Каннибализм и культура: превратности одного табу - [5]
С психологической и социологической точки зрения интерес человека к запретному определяется в порядке его вопрошания о самом себе. «Антисоциальное», с этой точки зрения, неразрывно связано с «иносоциальным», вообще – иным, представление о котором невозможно без постоянного различения нормы и патологии и, соответственно, без обнаружения связи между тем, что существует как должное, данное, и тем, что существует как предполагаемое, особенное. Актуальность каннибализма объяснима в данном случае постольку, поскольку он выражает «особенное» в уже известных формах социальной и культурной практики – будь то агрессия, экзотика или эзотерика. Характерное «оправдание» жертвенному каннибализму и каннибализму вообще было дано уже модернизмом и, в частности, русским символизмом, противопоставившим косности унылой «повседневности» XIX века эпатаж исторических и мифологических прецедентов. По воспоминаниям Н. Минского, такой авторитет раннего русского символизма, как Александр Добролюбов, мистифицируя знакомых намеками о совершаемых у него дома языческих обрядах, читал своим знакомым «поэму в прозе, в которой рассказывалось, как несколько молодых людей пообедали „кубическим куском“ жареного человеческого мяса. На все вопросы автор отвечал двусмысленною улыбкой, ничего не имея против того, чтобы мы видели в нем одного из сотрапезников». М. С. Альтман передает слова Вяч. Иванова, сказанные им в ответ на намерение Альтмана стать вегетарианцем:
– Нет, это все не то, – сказал В<ячеслав>, – мне это так же противно слушать, как в свое время было противно слушать, что мы уже органически не можем воевать. Еда – это евхаристия, причащение человека через пищу ко всему миру, и растительному и животному.

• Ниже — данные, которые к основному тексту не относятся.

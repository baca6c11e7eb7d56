//! Transport establishment
//!
//! The [`Connector`] trait is the dial seam used by the client and its
//! reconnect supervisor. [`TcpConnector`] dials plain TCP, optionally wrapped
//! in TLS.

use std::fmt;
use std::sync::Arc;

use async_trait::async_trait;
use tokio::io::{AsyncRead, AsyncWrite};
use tokio::net::TcpStream;
use tokio_rustls::rustls;
use tokio_rustls::TlsConnector;
use tracing::debug;

use crate::error::{Error, Result};

/// TLS setting for a dial target
#[derive(Debug, Clone, Copy, PartialEq, Eq, Default)]
pub enum TlsMode {
    #[default]
    Disabled,
    /// TLS with certificate verification against the webpki roots
    Verified,
    /// TLS without certificate verification
    Insecure,
}

impl TlsMode {
    pub fn is_enabled(self) -> bool {
        !matches!(self, TlsMode::Disabled)
    }
}

/// Dial parameters kept for the lifetime of a client
#[derive(Debug, Clone, PartialEq, Eq)]
pub struct Target {
    pub host: String,
    pub port: u16,
    pub tls: TlsMode,
}

impl Target {
    pub fn new(host: impl Into<String>, port: u16) -> Self {
        Self {
            host: host.into(),
            port,
            tls: TlsMode::Disabled,
        }
    }

    pub fn with_tls(mut self, tls: TlsMode) -> Self {
        self.tls = tls;
        self
    }
}

impl fmt::Display for Target {
    fn fmt(&self, f: &mut fmt::Formatter<'_>) -> fmt::Result {
        write!(f, "{}:{}", self.host, self.port)
    }
}

/// A bidirectional byte stream
pub trait Transport: AsyncRead + AsyncWrite + Send + Unpin {}

impl<T: AsyncRead + AsyncWrite + Send + Unpin> Transport for T {}

pub type BoxedTransport = Box<dyn Transport>;

/// Establishes transports to a target
#[async_trait]
pub trait Connector: Send + Sync {
    async fn connect(&self, target: &Target) -> Result<BoxedTransport>;
}

/// Dials TCP, with TLS when the target asks for it
#[derive(Debug, Clone, Copy, Default)]
pub struct TcpConnector;

#[async_trait]
impl Connector for TcpConnector {
    async fn connect(&self, target: &Target) -> Result<BoxedTransport> {
        let tcp = TcpStream::connect((target.host.as_str(), target.port)).await?;
        tcp.set_nodelay(true)?;
        debug!(server = %target, tls = target.tls.is_enabled(), "TCP connected");

        let config = match target.tls {
            TlsMode::Disabled => return Ok(Box::new(tcp)),
            TlsMode::Verified => verified_config(),
            TlsMode::Insecure => insecure_config(),
        };

        let server_name = rustls::pki_types::ServerName::try_from(target.host.clone())
            .map_err(|e| Error::InvalidServerName(format!("{}: {e}", target.host)))?;
        let stream = TlsConnector::from(Arc::new(config))
            .connect(server_name, tcp)
            .await
            .map_err(|e| Error::Tls(e.to_string()))?;

        debug!(server = %target, "TLS handshake complete");
        Ok(Box::new(stream))
    }
}

fn install_crypto_provider() {
    // Fails harmlessly when a provider is already installed
    let _ = rustls::crypto::ring::default_provider().install_default();
}

fn verified_config() -> rustls::ClientConfig {
    install_crypto_provider();
    let roots = rustls::RootCertStore::from_iter(webpki_roots::TLS_SERVER_ROOTS.iter().cloned());
    rustls::ClientConfig::builder()
        .with_root_certificates(roots)
        .with_no_client_auth()
}

fn insecure_config() -> rustls::ClientConfig {
    install_crypto_provider();
    rustls::ClientConfig::builder()
        .dangerous()
        .with_custom_certificate_verifier(Arc::new(AcceptAnyCertificate))
        .with_no_client_auth()
}

#[derive(Debug)]
struct AcceptAnyCertificate;

impl rustls::client::danger::ServerCertVerifier for AcceptAnyCertificate {
    fn verify_server_cert(
        &self,
        _end_entity: &rustls::pki_types::CertificateDer<'_>,
        _intermediates: &[rustls::pki_types::CertificateDer<'_>],
        _server_name: &rustls::pki_types::ServerName<'_>,
        _ocsp_response: &[u8],
        _now: rustls::pki_types::UnixTime,
    ) -> std::result::Result<rustls::client::danger::ServerCertVerified, rustls::Error> {
        Ok(rustls::client::danger::ServerCertVerified::assertion())
    }

    fn verify_tls12_signature(
        &self,
        _message: &[u8],
        _cert: &rustls::pki_types::CertificateDer<'_>,
        _dss: &rustls::DigitallySignedStruct,
    ) -> std::result::Result<rustls::client::danger::HandshakeSignatureValid, rustls::Error> {
        Ok(rustls::client::danger::HandshakeSignatureValid::assertion())
    }

    fn verify_tls13_signature(
        &self,
        _message: &[u8],
        _cert: &rustls::pki_types::CertificateDer<'_>,
        _dss: &rustls::DigitallySignedStruct,
    ) -> std::result::Result<rustls::client::danger::HandshakeSignatureValid, rustls::Error> {
        Ok(rustls::client::danger::HandshakeSignatureValid::assertion())
    }

    fn supported_verify_schemes(&self) -> Vec<rustls::SignatureScheme> {
        rustls::crypto::CryptoProvider::get_default()
            .map(|p| p.signature_verification_algorithms.supported_schemes())
            .unwrap_or_default()
    }
}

– Тогда хорош и каннибализм, как причащение человека человеку.
– Да, так оно и было, но теперь у нас уже есть другие способы причащения человеку, и в том способе больше нет необходимости.
В психоаналитически акцентированной интерпретации культуры христианизация античности привычно рисуется процессом очеловечивания монструозного, а возвращение к античности – отступлением перед монструозным. Для эстетики модернизма и, тем более, для теории самого психоанализа добровольность такого отступления подразумевается если не достаточным, то, во всяком случае, необходимым условием. Каннибализм, традиционно изображавшийся в качестве монструозного в человеке, оказывается в данном случае замечательно точной метафорой, указывающей на истинную или, во всяком случае, целостную природу человека. Если социальная принудительность самоотождествления предполагает табуируемую традиционной культурой инаковость, то теперь эта инаковость не противопоставляется, но прямо вменяется человеку, как неотчуждаемая сторона его субъективности. Акцент христианской идеологии на должном (кем человек должен быть, и что ему нельзя) в современной культуре сменился акцентом на возможном (кем человек может быть). Норма в данном случае не только предполагает патологию, но является по необходимости обратимой к ней, репрезентируя человеческое как монструозное и – в частности – каннибалическое.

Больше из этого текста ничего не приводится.